En visite officielle en France, le ministre tchadien de la Communication, Hormadji Moussa Doumgor, a tenu ce 25 Juillet une conférence de presse à Paris où il a annoncé le début du Dialogue national pour le 28 juillet et ce pendant sept jours.
Il a par ailleurs rappelé (http://www.afrik.com/article10155.html) que « le président Déby a été élu, qu’on le veuille ou non, dans un pays démocratique. Le Conseil constitutionnel a rendu un verdict qui s’impose à tous. Même s’il y a eu fraude, même s’il y a eu des problèmes, le résultat s’impose à tout le monde. On ne revient plus sur cela quelle que soit la contestation qu’on peut opposer ».
Cela a le mérite d'être sincère (la fraude) et clair.

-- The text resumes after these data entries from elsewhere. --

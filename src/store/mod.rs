//! Persistence layer — the `TaskStore` contract and its backends.

pub mod cached;
pub mod libsql_backend;
pub mod memory;
pub mod migrations;
pub mod traits;

pub use cached::CachedTaskStore;
pub use libsql_backend::LibSqlTaskStore;
pub use memory::InMemoryTaskStore;
pub use traits::{TaskStore, with_timeout};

Ahmat Yacoub, directeur du journal en ligne tchadien Al Wihda et conseiller du FNTR, un mouvement d’opposition membre du Fuc, (Front uni pour le changement démocratique) qui avait lancé une rébellion armée juste avant les élections du 3 Mai dernier et qui aurait pu renverser le régime, si la France n'était pas intervenue, s'exprime en ces termes (http://www.afrik.com/article9727.html) : « pour conquérir un pays si grand que le Tchad, nous devions discuter avec les partenaires, parmi lesquels la France, qui compte environ 1 500 hommes sur place. Nous aurions dû discuter et rassurer la France quant aux intérêts qu’elle défend. On ne peut pas venir et les surprendre comme ça ».
Là aussi, cela a le mérite d'être clair, les Tchadiens ne sont pas chez eux, puisque avant toute action, ils doivent en informer l'Élysée.

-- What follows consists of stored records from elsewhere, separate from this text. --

//! Dispatch counters shared by the dispatcher and the worker pool.

use std::sync::atomic::{AtomicU64, Ordering};
use std::time::{Duration, Instant};

use serde::Serialize;

#[derive(Debug)]
pub struct DispatchStats {
    polls: AtomicU64,
    poll_errors: AtomicU64,
    enqueued: AtomicU64,
    claimed: AtomicU64,
    completed: AtomicU64,
    abandoned: AtomicU64,
    reclaimed: AtomicU64,
    dead_lettered: AtomicU64,
    processing_micros: AtomicU64,
    processing_count: AtomicU64,
    started: Instant,
}

impl Default for DispatchStats {
    fn default() -> Self {
        Self {
            polls: AtomicU64::new(0),
            poll_errors: AtomicU64::new(0),
            enqueued: AtomicU64::new(0),
            claimed: AtomicU64::new(0),
            completed: AtomicU64::new(0),
            abandoned: AtomicU64::new(0),
            reclaimed: AtomicU64::new(0),
            dead_lettered: AtomicU64::new(0),
            processing_micros: AtomicU64::new(0),
            processing_count: AtomicU64::new(0),
            started: Instant::now(),
        }
    }
}

/// Point-in-time copy of [`DispatchStats`].
#[derive(Debug, Clone, Copy, Default, PartialEq, Eq, Serialize)]
pub struct DispatchStatsSnapshot {
    pub polls: u64,
    pub poll_errors: u64,
    pub enqueued: u64,
    /// pending -> processing transitions made by workers.
    pub claimed: u64,
    pub completed: u64,
    /// Tasks a worker dropped after a failed transition.
    pub abandoned: u64,
    /// Stale processing tasks returned to pending.
    pub reclaimed: u64,
    /// Tasks moved to failed after exhausting their attempts, whether found
    /// stale in processing or still pending at poll time.
    pub dead_lettered: u64,
    /// Completed tasks with a recorded processing time.
    pub processing_count: u64,
    /// Sum of claim-to-completion times.
    pub processing_time_total: Duration,
    /// Time since the counters were created.
    pub uptime: Duration,
}

impl DispatchStatsSnapshot {
    /// Mean claim-to-completion time, zero before the first completion.
    pub fn avg_processing_time(&self) -> Duration {
        match u32::try_from(self.processing_count) {
            Ok(0) => Duration::ZERO,
            Ok(n) => self.processing_time_total / n,
            Err(_) => Duration::from_micros(
                (self.processing_time_total.as_micros() / u128::from(self.processing_count))
                    as u64,
            ),
        }
    }
}

impl DispatchStats {
    pub fn record_poll(&self) {
        self.polls.fetch_add(1, Ordering::Relaxed);
    }

    pub fn record_poll_error(&self) {
        self.poll_errors.fetch_add(1, Ordering::Relaxed);
    }

    pub fn record_enqueued(&self) {
        self.enqueued.fetch_add(1, Ordering::Relaxed);
    }

    pub fn record_claimed(&self) {
        self.claimed.fetch_add(1, Ordering::Relaxed);
    }

    pub fn record_completed(&self) {
        self.completed.fetch_add(1, Ordering::Relaxed);
    }

    pub fn record_abandoned(&self) {
        self.abandoned.fetch_add(1, Ordering::Relaxed);
    }

    pub fn record_reclaimed(&self) {
        self.reclaimed.fetch_add(1, Ordering::Relaxed);
    }

    pub fn record_dead_lettered(&self) {
        self.dead_lettered.fetch_add(1, Ordering::Relaxed);
    }

    pub fn record_processing_time(&self, elapsed: Duration) {
        let micros = u64::try_from(elapsed.as_micros()).unwrap_or(u64::MAX);
        self.processing_micros.fetch_add(micros, Ordering::Relaxed);
        self.processing_count.fetch_add(1, Ordering::Relaxed);
    }

    pub fn uptime(&self) -> Duration {
        self.started.elapsed()
    }

    pub fn snapshot(&self) -> DispatchStatsSnapshot {
        DispatchStatsSnapshot {
            polls: self.polls.load(Ordering::Relaxed),
            poll_errors: self.poll_errors.load(Ordering::Relaxed),
            enqueued: self.enqueued.load(Ordering::Relaxed),
            claimed: self.claimed.load(Ordering::Relaxed),
            completed: self.completed.load(Ordering::Relaxed),
            abandoned: self.abandoned.load(Ordering::Relaxed),
            reclaimed: self.reclaimed.load(Ordering::Relaxed),
            dead_lettered: self.dead_lettered.load(Ordering::Relaxed),
            processing_count: self.processing_count.load(Ordering::Relaxed),
            processing_time_total: Duration::from_micros(
                self.processing_micros.load(Ordering::Relaxed),
            ),
            uptime: self.uptime(),
        }
    }
}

En fait, si la France impose à Idriss Déby (comme elle l'a fait – avec un succès présenté comme tel – mais relatif au Togo) d'associer une certaine partie de l'opposition au régime (et nul doute que certains de cette opposition, même s'ils ne sont pas représentatifs, en feront partie), ce processus présente pour elle (et pour Déby) deux avantages :
- d'une part, ce rapprochement avec l'opposition aura pour objectif final de réduire les leaders de l'opposition (là encore abus de langage, puisqu'il ne s'agira que de certaines personnes, parfois de « seconde zone ») aux yeux de la population à travers des compromis, à des assoiffés de pouvoir, mus par l'appât du gain ;
- d'autre part, cela permet de présenter une opposition qui joue le jeu « démocratique » sans remettre en cause l'essentiel, à savoir le résultat des élections (on rappelle que l'opposition les avait boycottées), entrer au gouvernement signifiant une reconnaissance tacite.
Par la suite Paris se satisfera de l'ouverture démocratique du Tchad, dans la mesure où elle accroîtra la respectabilité du régime de N'Djamena, sans remettre en cause la stabilité du régime, beaucoup plus importante pour la France que pour Déby (cela laissera par ailleurs le champ libre à la France en Centrafrique où une rébellion a vu le jour).
Mais on rappellera quand même, que si certains partis d'opposition en Afrique (au Sénégal par exemple) ont parfois le droit de tenir meeting, voire de manifester leur mécontentement dans des défilés, ils n'ont pas pour autant accès à la presse d'état (notamment la TV et la radio), donc n'ont aucun écho dans le pays profond.
Enfin, cela peut permettre éventuellement à Paris, de choisir ultérieurement parmi ceux qui se seront bien compromis par un passage au gouvernement, un remplaçant potentiel à Idriss Déby, qui aura comme contrainte obligatoire de laisser Déby sortir (mais plus tard) par le haut.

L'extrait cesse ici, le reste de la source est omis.